▶ [Directions for this task]
Retype each record exactly, please. Skip none.

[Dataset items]
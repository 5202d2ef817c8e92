//! HTTP platform bridge.
//!
//! An external OpenFlow stack forwards switch events as JSON and periodically
//! drains the commands the controller queued for each switch.

use crate::platform::events::{BridgeEvent, PlatformEvent};
use crate::platform::messages::{DeviceId, OfpMessage};
use crate::platform::session::QueuedSession;
use std::collections::HashMap;
use std::sync::Arc;
use log::debug;
use tokio::sync::mpsc::{self, UnboundedReceiver, UnboundedSender};
use tokio::sync::Mutex;

/// Queue of commands waiting to be collected for one device
struct Outbox {
    tx: UnboundedSender<OfpMessage>,
    rx: UnboundedReceiver<OfpMessage>,
}

/// Outbound queues of devices connected through the bridge
#[derive(Default)]
pub struct PlatformBridge {
    outboxes: Mutex<HashMap<DeviceId, Outbox>>,
}

impl PlatformBridge {
    pub fn new() -> Self {
        Self::default()
    }

    /// Turn a bridge event into a platform event, creating a queue-backed
    /// session for joining devices. A repeated join without a leave keeps the
    /// existing queue, so sessions already handed out stay connected.
    pub async fn accept(&self, event: BridgeEvent) -> PlatformEvent {
        match event {
            BridgeEvent::DeviceJoined { device_id } => {
                let mut outboxes = self.outboxes.lock().await;
                let tx = match outboxes.get(&device_id) {
                    Some(outbox) => {
                        debug!("Device {:016x} re-joined, keeping its outbox", device_id);
                        outbox.tx.clone()
                    }
                    None => {
                        let (tx, rx) = mpsc::unbounded_channel();
                        outboxes.insert(device_id, Outbox { tx: tx.clone(), rx });
                        tx
                    }
                };
                PlatformEvent::DeviceJoined {
                    device_id,
                    session: Arc::new(QueuedSession::new(device_id, tx)),
                }
            }
            BridgeEvent::DeviceLeft { device_id } => PlatformEvent::DeviceLeft { device_id },
            BridgeEvent::PacketIn { device_id, packet } => {
                PlatformEvent::PacketIn { device_id, packet }
            }
            BridgeEvent::PortStatsReply { device_id, stats } => {
                PlatformEvent::PortStatsReply { device_id, stats }
            }
        }
    }

    /// Drain every queued message for a device; `None` if it never joined
    pub async fn drain(&self, device_id: DeviceId) -> Option<Vec<OfpMessage>> {
        let mut outboxes = self.outboxes.lock().await;
        let outbox = outboxes.get_mut(&device_id)?;
        let mut messages = Vec::new();
        while let Ok(message) = outbox.rx.try_recv() {
            messages.push(message);
        }
        Some(messages)
    }

    /// Forget a device's queue once the bridge has collected it
    pub async fn forget(&self, device_id: DeviceId) {
        self.outboxes.lock().await.remove(&device_id);
    }
}

#[cfg(test)]
mod tests {
    use super::*;
    use crate::platform::messages::PseudoPort;

    #[tokio::test]
    async fn test_joined_device_gets_queue() {
        let bridge = PlatformBridge::new();
        let event = bridge.accept(BridgeEvent::DeviceJoined { device_id: 3 }).await;

        let session = match event {
            PlatformEvent::DeviceJoined { session, .. } => session,
            other => panic!("unexpected event {:?}", other),
        };
        session.send(OfpMessage::PortStatsRequest { port: PseudoPort::Any }).unwrap();

        let drained = bridge.drain(3).await.unwrap();
        assert_eq!(drained.len(), 1);
        assert!(bridge.drain(3).await.unwrap().is_empty());
        assert!(bridge.drain(4).await.is_none());
    }

    #[tokio::test]
    async fn test_rejoin_keeps_existing_session_connected() {
        let bridge = PlatformBridge::new();
        let first = match bridge.accept(BridgeEvent::DeviceJoined { device_id: 1 }).await {
            PlatformEvent::DeviceJoined { session, .. } => session,
            other => panic!("unexpected event {:?}", other),
        };
        let second = match bridge.accept(BridgeEvent::DeviceJoined { device_id: 1 }).await {
            PlatformEvent::DeviceJoined { session, .. } => session,
            other => panic!("unexpected event {:?}", other),
        };

        first.send(OfpMessage::PortStatsRequest { port: PseudoPort::Any }).unwrap();
        second.send(OfpMessage::PortStatsRequest { port: PseudoPort::Physical(2) }).unwrap();

        assert_eq!(
            bridge.drain(1).await.unwrap(),
            vec![
                OfpMessage::PortStatsRequest { port: PseudoPort::Any },
                OfpMessage::PortStatsRequest { port: PseudoPort::Physical(2) },
            ]
        );
    }

    #[tokio::test]
    async fn test_forget_then_join_opens_fresh_queue() {
        let bridge = PlatformBridge::new();
        let old = match bridge.accept(BridgeEvent::DeviceJoined { device_id: 1 }).await {
            PlatformEvent::DeviceJoined { session, .. } => session,
            other => panic!("unexpected event {:?}", other),
        };
        bridge.forget(1).await;
        bridge.accept(BridgeEvent::DeviceJoined { device_id: 1 }).await;

        assert!(old.send(OfpMessage::PortStatsRequest { port: PseudoPort::Any }).is_err());
        assert!(bridge.drain(1).await.unwrap().is_empty());
    }

    #[tokio::test]
    async fn test_bridge_event_json() {
        let json = r#"{"type":"port_stats_reply","device_id":1,"stats":[{"port_no":2,"rx_bytes":10,"tx_bytes":20}]}"#;
        let event: BridgeEvent = serde_json::from_str(json).unwrap();

        let bridge = PlatformBridge::new();
        match bridge.accept(event).await {
            PlatformEvent::PortStatsReply { device_id, stats } => {
                assert_eq!(device_id, 1);
                assert_eq!(stats[0].rx_bytes, 10);
            }
            other => panic!("unexpected event {:?}", other),
        }
    }
}
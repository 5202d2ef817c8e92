use thiserror::Error;
use crate::platform::{DeviceId, FrameError, PlatformError};

/// Errors that can occur while handling controller events and cycles
#[derive(Error, Debug)]
pub enum ControllerError {
    #[error("Platform error: {0}")]
    Platform(#[from] PlatformError),
    #[error("Frame error: {0}")]
    Frame(#[from] FrameError),
    #[error("Unknown device {0:016x}")]
    UnknownDevice(DeviceId),
    #[error("I/O error: {0}")]
    Io(#[from] std::io::Error),
}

▶ [Written reply]
repository 5202d2ef817c8e92
//! HTTP platform bridge.
//!
//! An external OpenFlow stack forwards switch events as JSON and periodically
//! drains the commands the controller queued for each switch.

use crate::platform::events::{BridgeEvent, PlatformEvent};
use crate::platform::messages::{DeviceId, OfpMessage};
use crate::platform::session::QueuedSession;
use std::collections::HashMap;
use std::sync::Arc;
use log::debug;
use tokio::sync::mpsc::{self, UnboundedReceiver, UnboundedSender};
use tokio::sync::Mutex;

/// Queue of commands waiting to be collected for one device
struct Outbox {
    tx: UnboundedSender<OfpMessage>,
    rx: UnboundedReceiver<OfpMessage>,
}

/// Outbound queues of devices connected through the bridge
#[derive(Default)]
pub struct PlatformBridge {
    outboxes: Mutex<HashMap<DeviceId, Outbox>>,
}

impl PlatformBridge {
    pub fn new() -> Self {
        Self::default()
    }

    /// Turn a bridge event into a platform event, creating a queue-backed
    /// session for joining devices. A repeated join without a leave keeps the
    /// existing queue, so sessions already handed out stay connected.
    pub async fn accept(&self, event: BridgeEvent) -> PlatformEvent {
        match event {
            BridgeEvent::DeviceJoined { device_id } => {
                let mut outboxes = self.outboxes.lock().await;
                let tx = match outboxes.get(&device_id) {
                    Some(outbox) => {
                        debug!("Device {:016x} re-joined, keeping its outbox", device_id);
                        outbox.tx.clone()
                    }
                    None => {
                        let (tx, rx) = mpsc::unbounded_channel();
                        outboxes.insert(device_id, Outbox { tx: tx.clone(), rx });
                        tx
                    }
                };
                PlatformEvent::DeviceJoined {
                    device_id,
                    session: Arc::new(QueuedSession::new(device_id, tx)),
                }
            }
            BridgeEvent::DeviceLeft { device_id } => PlatformEvent::DeviceLeft { device_id },
            BridgeEvent::PacketIn { device_id, packet } => {
                PlatformEvent::PacketIn { device_id, packet }
            }
            BridgeEvent::PortStatsReply { device_id, stats } => {
                PlatformEvent::PortStatsReply { device_id, stats }
            }
        }
    }

    /// Drain every queued message for a device; `None` if it never joined
    pub async fn drain(&self, device_id: DeviceId) -> Option<Vec<OfpMessage>> {
        let mut outboxes = self.outboxes.lock().await;
        let outbox = outboxes.get_mut(&device_id)?;
        let mut messages = Vec::new();
        while let Ok(message) = outbox.rx.try_recv() {
            messages.push(message);
        }
        Some(messages)
    }

    /// Forget a device's queue once the bridge has collected it
    pub async fn forget(&self, device_id: DeviceId) {
        self.outboxes.lock().await.remove(&device_id);
    }
}

#[cfg(test)]
mod tests {
    use super::*;
    use crate::platform::messages::PseudoPort;

    #[tokio::test]
    async fn test_joined_device_gets_queue() {
        let bridge = PlatformBridge::new();
        let event = bridge.accept(BridgeEvent::DeviceJoined { device_id: 3 }).await;

        let session = match event {
            PlatformEvent::DeviceJoined { session, .. } => session,
            other => panic!("unexpected event {:?}", other),
        };
        session.send(OfpMessage::PortStatsRequest { port: PseudoPort::Any }).unwrap();

        let drained = bridge.drain(3).await.unwrap();
        assert_eq!(drained.len(), 1);
        assert!(bridge.drain(3).await.unwrap().is_empty());
        assert!(bridge.drain(4).await.is_none());
    }

    #[tokio::test]
    async fn test_rejoin_keeps_existing_session_connected() {
        let bridge = PlatformBridge::new();
        let first = match bridge.accept(BridgeEvent::DeviceJoined { device_id: 1 }).await {
            PlatformEvent::DeviceJoined { session, .. } => session,
            other => panic!("unexpected event {:?}", other),
        };
        let second = match bridge.accept(BridgeEvent::DeviceJoined { device_id: 1 }).await {
            PlatformEvent::DeviceJoined { session, .. } => session,
            other => panic!("unexpected event {:?}", other),
        };

        first.send(OfpMessage::PortStatsRequest { port: PseudoPort::Any }).unwrap();
        second.send(OfpMessage::PortStatsRequest { port: PseudoPort::Physical(2) }).unwrap();

        assert_eq!(
            bridge.drain(1).await.unwrap(),
            vec![
                OfpMessage::PortStatsRequest { port: PseudoPort::Any },
                OfpMessage::PortStatsRequest { port: PseudoPort::Physical(2) },
            ]
        );
    }

    #[tokio::test]
    async fn test_forget_then_join_opens_fresh_queue() {
        let bridge = PlatformBridge::new();
        let old = match bridge.accept(BridgeEvent::DeviceJoined { device_id: 1 }).await {
            PlatformEvent::DeviceJoined { session, .. } => session,
            other => panic!("unexpected event {:?}", other),
        };
        bridge.forget(1).await;
        bridge.accept(BridgeEvent::DeviceJoined { device_id: 1 }).await;

        assert!(old.send(OfpMessage::PortStatsRequest { port: PseudoPort::Any }).is_err());
        assert!(bridge.drain(1).await.unwrap().is_empty());
    }

    #[tokio::test]
    async fn test_bridge_event_json() {
        let json = r#"{"type":"port_stats_reply","device_id":1,"stats":[{"port_no":2,"rx_bytes":10,"tx_bytes":20}]}"#;
        let event: BridgeEvent = serde_json::from_str(json).unwrap();

        let bridge = PlatformBridge::new();
        match bridge.accept(event).await {
            PlatformEvent::PortStatsReply { device_id, stats } => {
                assert_eq!(device_id, 1);
                assert_eq!(stats[0].rx_bytes, 10);
            }
            other => panic!("unexpected event {:?}", other),
        }
    }
}
repository 5202d2ef817c8e92
use thiserror::Error;
use crate::platform::{DeviceId, FrameError, PlatformError};

/// Errors that can occur while handling controller events and cycles
#[derive(Error, Debug)]
pub enum ControllerError {
    #[error("Platform error: {0}")]
    Platform(#[from] PlatformError),
    #[error("Frame error: {0}")]
    Frame(#[from] FrameError),
    #[error("Unknown device {0:016x}")]
    UnknownDevice(DeviceId),
    #[error("I/O error: {0}")]
    Io(#[from] std::io::Error),
}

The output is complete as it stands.